The day in question dawned bright and cheerful so naturally after I'd hopped out of bed, done my 100 push-ups and consumed a sensible and nutritious breakfast of wholegrain cereal and fruit (ahem) I headed into town.
OK, I may have been a bit liberal with the truth there. What I meant was I crawled out of bed bleary-eyed with stiff muscles that only showed minimal interest in playing the game after two cups of strong coffee.
Regardless, I got into town before the shops opened which was the main aim all along.
Now town is an interesting place before all the action begins. I've long been a fan.
You can basically park anywhere. There's heaps of empty spaces.
One can window shop and meander along empty footpaths without fear of being knocked down by a scooter or skateboard.
Then there's the attitude of the shopkeepers.
When they open first thing in the morning most of them are happy and raring to go, presumably having listened to their self-development CDs in the car and/or done 100 push-ups and consumed a nutritious breakfast of wholegrain cereal and fruit.
If you can be that first customer of the day you are going to get the best service experience. After that it all goes downhill.
Anyway.
So here I am in town early in the morning and it's 30 seconds before opening and I'm standing outside, lightly touching my eftpos card like a gunfighter about to draw.
A lady comes to the door and opens it as I take a step forward.
"I'm sorry. Can you just wait a few more minutes," she says before re-locking the door and hurrying back inside - presumably to finish her press-ups or nutritious breakfast.
Momentarily I am stunned but a familiar noise from my cellphone jolts me back to reality. It's Mrs P.
"Did you get it?," she enquires, with a hint of impatience that suggests I should most definitely have got "it" seeing as it is now 9.02am and the shop opened at 9am.

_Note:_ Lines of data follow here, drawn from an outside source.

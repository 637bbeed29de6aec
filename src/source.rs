//! The log source facade composing path resolution, the file handle, and
//! background rotation.

use crate::error::{Error, Result};
use crate::file::{LogFile, OpenMode};
use crate::framing::FrameEvent;
use crate::paths::{LogPaths, utc_date};
use crate::rotation::{CurrentPath, HandleSlot, rotation_task};
use std::path::{Path, PathBuf};
use std::sync::Arc;
use tokio::sync::{Mutex, broadcast};
use tokio::task::JoinHandle;
use tracing::error;

/// A continuous stream of decoded lines from one log category or file.
///
/// Live mode (`open_live`) keeps following the category across UTC date
/// rollovers and base-game/NGS directory switches; one-shot mode
/// (`open_path`) reads exactly the file it was given. Consumers drain lines
/// by calling [`LogSource::poll`].
pub struct LogSource {
    slot: HandleSlot,
    current: CurrentPath,
    install_root: Option<PathBuf>,
    shutdown_tx: broadcast::Sender<()>,
    _monitor: Option<JoinHandle<()>>,
}

impl LogSource {
    /// Opens the most recent log file of `category` for live tailing, using
    /// the platform documents folder as the search root.
    pub async fn open_live(category: &str) -> Result<Self> {
        let documents = dirs::document_dir().ok_or(Error::DocumentsDir)?;
        Self::open_live_in(&documents, category).await
    }

    /// Live tailing with an explicit documents root.
    ///
    /// Discovery fails immediately when no installation has logs. A missing
    /// log file for today does not fail: it is opened as soon as the game
    /// creates it, and [`LogSource::poll`] returns nothing until then.
    pub async fn open_live_in(documents: &Path, category: &str) -> Result<Self> {
        let paths = LogPaths::discover(documents, category)?;
        let date = utc_date();
        let initial = paths.resolve(&date);
        let install_root = paths.install_root().to_path_buf();

        let slot: HandleSlot = Arc::new(Mutex::new(None));
        let current: CurrentPath = Arc::new(parking_lot::Mutex::new(initial.clone()));
        let (shutdown_tx, shutdown_rx) = broadcast::channel(1);

        let monitor = tokio::spawn(rotation_task(
            paths,
            date,
            initial,
            slot.clone(),
            current.clone(),
            shutdown_rx,
            utc_date,
        ));

        Ok(Self {
            slot,
            current,
            install_root: Some(install_root),
            shutdown_tx,
            _monitor: Some(monitor),
        })
    }

    /// Opens `path` for a one-shot read of an already complete file.
    ///
    /// Unlike live mode there is no waiting: the caller supplied an exact
    /// path they expect to exist, so a missing file fails immediately.
    pub async fn open_path<P: AsRef<Path>>(path: P) -> Result<Self> {
        let path = path.as_ref();
        if !path.exists() {
            return Err(Error::FileNotFound {
                path: path.to_path_buf(),
            });
        }

        let file = LogFile::open(path, OpenMode::Full).await?;
        let (shutdown_tx, _) = broadcast::channel(1);

        Ok(Self {
            slot: Arc::new(Mutex::new(Some(file))),
            current: Arc::new(parking_lot::Mutex::new(path.to_path_buf())),
            install_root: None,
            shutdown_tx,
            _monitor: None,
        })
    }

    /// Returns every line completed since the last call, in emission order.
    ///
    /// Never fails: decode errors are reported as diagnostics and the
    /// malformed record dropped, and an absent file simply yields nothing.
    pub async fn poll(&self) -> Vec<String> {
        let mut guard = self.slot.lock().await;
        let Some(file) = guard.as_mut() else {
            return Vec::new();
        };

        let mut lines = Vec::new();
        for event in file.read_available().await {
            match event {
                FrameEvent::Line(line) => lines.push(line),
                FrameEvent::DecodeError { bytes } => {
                    error!(path = %file.path().display(), ?bytes, "unable to decode log line");
                }
            }
        }
        lines
    }

    /// The path currently being read, or waited on while the game has not
    /// created it yet. Diagnostic.
    pub fn current_path(&self) -> PathBuf {
        self.current.lock().clone()
    }

    /// The discovered installation root, in live mode.
    pub fn install_root(&self) -> Option<&Path> {
        self.install_root.as_deref()
    }
}

impl Drop for LogSource {
    fn drop(&mut self) {
        // Stops the rotation task, including an in-flight open retry.
        let _ = self.shutdown_tx.send(());
    }
}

I feel the need to fill my beloved in on what just happened so I embark on a long winded explanation (I know! Me. Can you believe it) on my cellphone.
Still talking and walking I find a bench seat and sit down.
That's where the fun started.
"Hey!," came a loud yell as I lowered my ample frame. "Get off!".
Now I swear I never saw the guy laying there. Until of course he moved. Which you probably would do with 110kg-plus of newspaper columnist trying to squash you.
In my defence I have to say he was under a blanket which tended to blend in with the background. But yes, I was talking on my phone and was totally distracted.
Mrs P, still on the other end of the phone, heard the commotion and asked what was going on. I muttered something about explaining later and hung up, turning my attention back to the poor bugger I'd just tried to flatten.
I have to say he was very good about it. He saw the funny side of it at least. I felt mortified enough to buy him a coffee and sandwich at least.
And then I scarpered, having shown just how dangerous cellphones can be. Especially if you are minding your own business, having a sleep on a bench seat in town early in the morning.